The Rise of Constellations: Managing the Price Impact
The Satellite Connectivity industry is undergoing a major transformation with the emergence of Non-GEO constellation players. Starlink, OneWeb & mPower are in their advanced stages, and upcoming constellations such as Kuiper, Telesat and others are deploying or planning to deploy competitive products and services targeting existing GEO markets. Resultantly, every addition of Non-GEO offerings in a given region is leading to increased competition, thereby translating into GEO-HTS Satellite capacity pricing adjustments across target applications. According to NSR’s Satellite Capacity Pricing Index, 9th Edition report, all satellite applications witnessed / are witnessing pricing movements in 2022-2023. Aero and Gov/Mil are the two applications that remained relatively stable as the major focus markets for constellation players currently are Consumer Broadband, Backhaul and Enterprise segments.
Starlink has been at the forefront of innovation in the last decade, that has translated into building Starlink services at reduced cost per Mbps. Additionally, the SpaceX & Elon Musk brand value have made it easier for Starlink to generate brand awareness and customer acquisition. In a recent tweet, Starlink posted that it has reached 1.5+ million subscribers worldwide, i.e., adding 0.5 million subscribers in the last five months. These additions include significant churn from GEO players. In Australia, NBN satellite customers are down to 94,000 while 120,000 users signed up for Starlink.

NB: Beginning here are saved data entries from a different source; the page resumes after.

//! Core Connect Four logic: the grid, token colors, line detection, and the
//! engine that sequences turns and decides wins and ties.

mod board;
mod player;
pub mod rules;
mod settings;
mod state;

pub use board::{Cell, Grid};
pub use player::Color;
pub use settings::{GameSettings, MAX_HEIGHT, MAX_WIDTH};
pub use state::{Engine, FinishObserver, GameState, Placement};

The key differentiator between the two services is higher speed & more data and lower cost per Mbps. Incumbents in North America and the EU are also witnessing churn to Starlink. While Starlink continues its primary focus on un/under connected Consumer-class broadband users, OneWeb & mPower are planning to achieve and strongly position in the Satellite Backhaul market with Telco partnerships. According to NSR’s estimations, Consumer Broadband & Satellite Backhaul are the two major opportunity markets and constellation players are efficiently aligning their business models to fill the gaps in these segments.

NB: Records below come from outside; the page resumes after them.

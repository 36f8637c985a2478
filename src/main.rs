use std::fs::File;
use std::io;
use std::path::{Path, PathBuf};
use std::sync::Mutex;

use anyhow::{Context, Result};
use clap::Parser;
use connect_four::config::AppConfig;
use connect_four::game::Engine;
use connect_four::ui::App;
use crossterm::{
    execute,
    terminal::{disable_raw_mode, enable_raw_mode, EnterAlternateScreen, LeaveAlternateScreen},
};
use ratatui::{backend::CrosstermBackend, Terminal};
use tracing::warn;
use tracing_subscriber::filter::{LevelFilter, Targets};
use tracing_subscriber::fmt::writer::BoxMakeWriter;
use tracing_subscriber::layer::SubscriberExt;
use tracing_subscriber::util::SubscriberInitExt;

/// Play Connect Four in the terminal.
#[derive(Parser)]
#[command(name = "connect_four", about = "Play Connect Four in the terminal")]
struct Cli {
    /// Path to TOML configuration file
    #[arg(long, default_value = "connect_four.toml")]
    config: PathBuf,

    /// Override board width
    #[arg(long)]
    width: Option<usize>,

    /// Override board height
    #[arg(long)]
    height: Option<usize>,

    /// Override the number of tokens in a row needed to win
    #[arg(long)]
    match_length: Option<usize>,

    /// Play these zero-based columns without the UI, then print the board
    /// and the result (e.g. --moves 3,3,4,2)
    #[arg(long, value_delimiter = ',')]
    moves: Option<Vec<usize>>,

    /// A log level among "off", "error", "warn", "info", "debug", "trace"
    #[arg(long, default_value = "info")]
    log_level: LevelFilter,

    /// Write logs to this file (the interactive UI never logs to the terminal)
    #[arg(long)]
    log_file: Option<PathBuf>,

    /// Print a config file with every default value and exit
    #[arg(long)]
    print_default_config: bool,
}

fn main() -> Result<()> {
    let cli = Cli::parse();

    if cli.print_default_config {
        print!("{}", AppConfig::default_toml());
        return Ok(());
    }

    initialize_logging(cli.log_level, cli.log_file.as_deref(), cli.moves.is_some())?;

    // Load configuration
    let mut config = AppConfig::load_or_default(&cli.config)
        .with_context(|| format!("loading config from {}", cli.config.display()))?;

    // Apply CLI overrides
    if let Some(width) = cli.width {
        config.game.width = width;
    }
    if let Some(height) = cli.height {
        config.game.height = height;
    }
    if let Some(match_length) = cli.match_length {
        config.game.match_length = match_length;
    }
    config.validate().context("invalid game settings")?;

    match cli.moves {
        Some(moves) => replay(&config, &moves),
        None => run_tui(&config),
    }
}

/// Play a fixed list of moves. Rejected moves are logged and skipped, the
/// way the interactive UI ignores them.
fn replay(config: &AppConfig, moves: &[usize]) -> Result<()> {
    let mut engine = Engine::new(config.game)?;
    engine.subscribe_on_finish(|state| {
        if let Some(text) = state.finish_message() {
            println!("{text}");
        }
    });

    for &column in moves {
        if let Err(err) = engine.drop_token(column) {
            warn!(column, "move ignored: {err}");
        }
    }

    print!("{}", engine.grid());
    if !engine.is_terminal() {
        println!("{} to move", engine.current_color());
    }
    Ok(())
}

fn run_tui(config: &AppConfig) -> Result<()> {
    let mut app = App::new(config)?;

    // Setup terminal
    enable_raw_mode()?;
    let mut stdout = io::stdout();
    execute!(stdout, EnterAlternateScreen)?;
    let backend = CrosstermBackend::new(stdout);
    let mut terminal = Terminal::new(backend)?;

    let res = app.run(&mut terminal);

    // Restore terminal even if the app returned an error
    let _ = disable_raw_mode();
    let _ = execute!(terminal.backend_mut(), LeaveAlternateScreen);
    let _ = terminal.show_cursor();

    res.context("terminal UI failed")
}

fn initialize_logging(level: LevelFilter, log_file: Option<&Path>, headless: bool) -> Result<()> {
    let (writer, ansi) = match log_file {
        Some(path) => {
            let file = File::create(path)
                .with_context(|| format!("creating log file {}", path.display()))?;
            (BoxMakeWriter::new(Mutex::new(file)), false)
        }
        None if headless => (BoxMakeWriter::new(io::stderr), true),
        // The UI owns the terminal; without a log file there is nowhere to write.
        None => return Ok(()),
    };

    let format = tracing_subscriber::fmt::format()
        .with_target(false)
        .compact();

    let filter = Targets::new().with_default(level);

    tracing_subscriber::registry()
        .with(
            tracing_subscriber::fmt::layer()
                .event_format(format)
                .with_writer(writer)
                .with_ansi(ansi),
        )
        .with(filter)
        .init();
    Ok(())
}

Capacity Pricing is one of the major attributes that determines downstream pricing with multiple players in the value chain and in turn service penetration. End users seek flexible solutions that resonate with their requirements and budget. Appropriate pricing and solutions are the keys to filling the gaps between end-user expectations and offered services. NSR, in its Satellite Capacity Pricing Index, 9th Edition report noted that capacity pricing for HTS, for both Backhaul and Consumer Broadband, has dropped >50% in the last 6 years. The pace of decline did witness significant resistance during 2022-2023, due primarily and as a result of supply constraints across regions as various programs, GEO & Non-GEO witnessed delays. NSR forecasts HTS Capacity Pricing for Satellite Backhaul to reach $179/Mbps/Month and Consumer Broadband $73/Mbps/Month next year. However, long term, significant pricing pressure resulting into GEO-HTS price erosion is expected as more constellation players enter the market and existing players expand their coverage & portfolios.

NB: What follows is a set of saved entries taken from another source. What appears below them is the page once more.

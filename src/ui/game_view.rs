use ratatui::{
    layout::{Alignment, Constraint, Direction, Layout, Rect},
    style::{Color, Modifier, Style},
    text::Line,
    widgets::{Block, Borders, Paragraph},
    Frame,
};

use super::board_widget::{self, BoardView};
use super::settings_view::{self, SettingsForm};
use crate::game::{self, Engine};

/// What the frame shows beyond the engine itself.
pub struct Screen<'a> {
    pub board: BoardView<'a>,
    pub form: Option<&'a SettingsForm>,
    pub status: Option<&'a str>,
}

pub fn render(frame: &mut Frame, screen: &Screen<'_>) {
    let chunks = Layout::default()
        .direction(Direction::Vertical)
        .constraints([
            Constraint::Length(3), // Header
            Constraint::Min(10),   // Board
            Constraint::Length(3), // Message
            Constraint::Length(3), // Controls
        ])
        .split(frame.area());

    render_header(frame, screen.board.engine, chunks[0]);
    match screen.form {
        Some(form) => settings_view::render(frame, form, chunks[1]),
        None => board_widget::render_board(frame, &screen.board, chunks[1]),
    }
    render_message(frame, screen.status, chunks[2]);
    render_controls(frame, screen.form.is_some(), chunks[3]);
}

fn render_header(frame: &mut Frame, engine: &Engine, area: Rect) {
    let settings = engine.settings();
    let rules = format!(
        "{}x{}, connect {}",
        settings.width, settings.height, settings.match_length
    );

    let (status, color) = if engine.is_terminal() {
        (format!("Game Over  |  {rules}"), Color::White)
    } else {
        let current = engine.current_color();
        let color = match current {
            game::Color::Red => Color::Red,
            game::Color::Yellow => Color::Yellow,
        };
        (
            format!(
                "Current Player: {}  |  Move {}  |  {rules}",
                current.name(),
                engine.move_count() + 1
            ),
            color,
        )
    };

    let header = Paragraph::new(status)
        .style(Style::default().fg(color).add_modifier(Modifier::BOLD))
        .alignment(Alignment::Center)
        .block(
            Block::default()
                .borders(Borders::ALL)
                .title("Connect Four"),
        );

    frame.render_widget(header, area);
}

fn render_message(frame: &mut Frame, message: Option<&str>, area: Rect) {
    let msg_widget = Paragraph::new(message.unwrap_or(""))
        .style(Style::default().fg(Color::Yellow))
        .alignment(Alignment::Center)
        .block(Block::default().borders(Borders::ALL));

    frame.render_widget(msg_widget, area);
}

fn render_controls(frame: &mut Frame, editing: bool, area: Rect) {
    let line = if editing {
        Line::from("↑/↓: Field  |  ←/→: Adjust  |  Enter: Start  |  Esc: Cancel")
    } else {
        Line::from("←/→: Move  |  Enter: Drop  |  R: Restart  |  S: Settings  |  Q: Quit")
    };

    let controls = Paragraph::new(line)
        .alignment(Alignment::Center)
        .block(
            Block::default()
                .borders(Borders::ALL)
                .title("Controls"),
        );

    frame.render_widget(controls, area);
}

Satellite Communications has a massive opportunity in the Consumer Broadband and Satellite Backhaul markets and hence, both GEO and Non-GEO players are targeting these segments. Capacity pricing, despite declines, remains a constraint for unlocking full market potential. Non-GEO constellation players are targeting this variable by building a leaner supply chain and business model. This is impacting the Capacity and Service pricing of GEO players. NSR expects the trend to accelerate in the coming years as more solutions are added in the mix and customers gain greater bargaining power.
The Bottom Line
GEO players, witnessing pressures from competition are responding by looking into multi-orbit strategies, investing in high density satellites and consolidation. Additionally, operators are adapting their pricing models to offer flexible & affordable solutions, thereby allowing customers to choose the best suited capacity and services for their needs. Will these steps be enough to manage the onslaught coming from NGEOs? These developments are still unfolding and certainly worth watching over time. It is worth noting, however, that with a solid track record, a large installed base that can be scaled, and new technologies GEO-HTS players can leverage, the price challenge can certainly be addressed and/or managed. However, other elements in the competitive landscape in terms of the GEO-NGEO interplay need to be considered in the fast-changing market dynamic.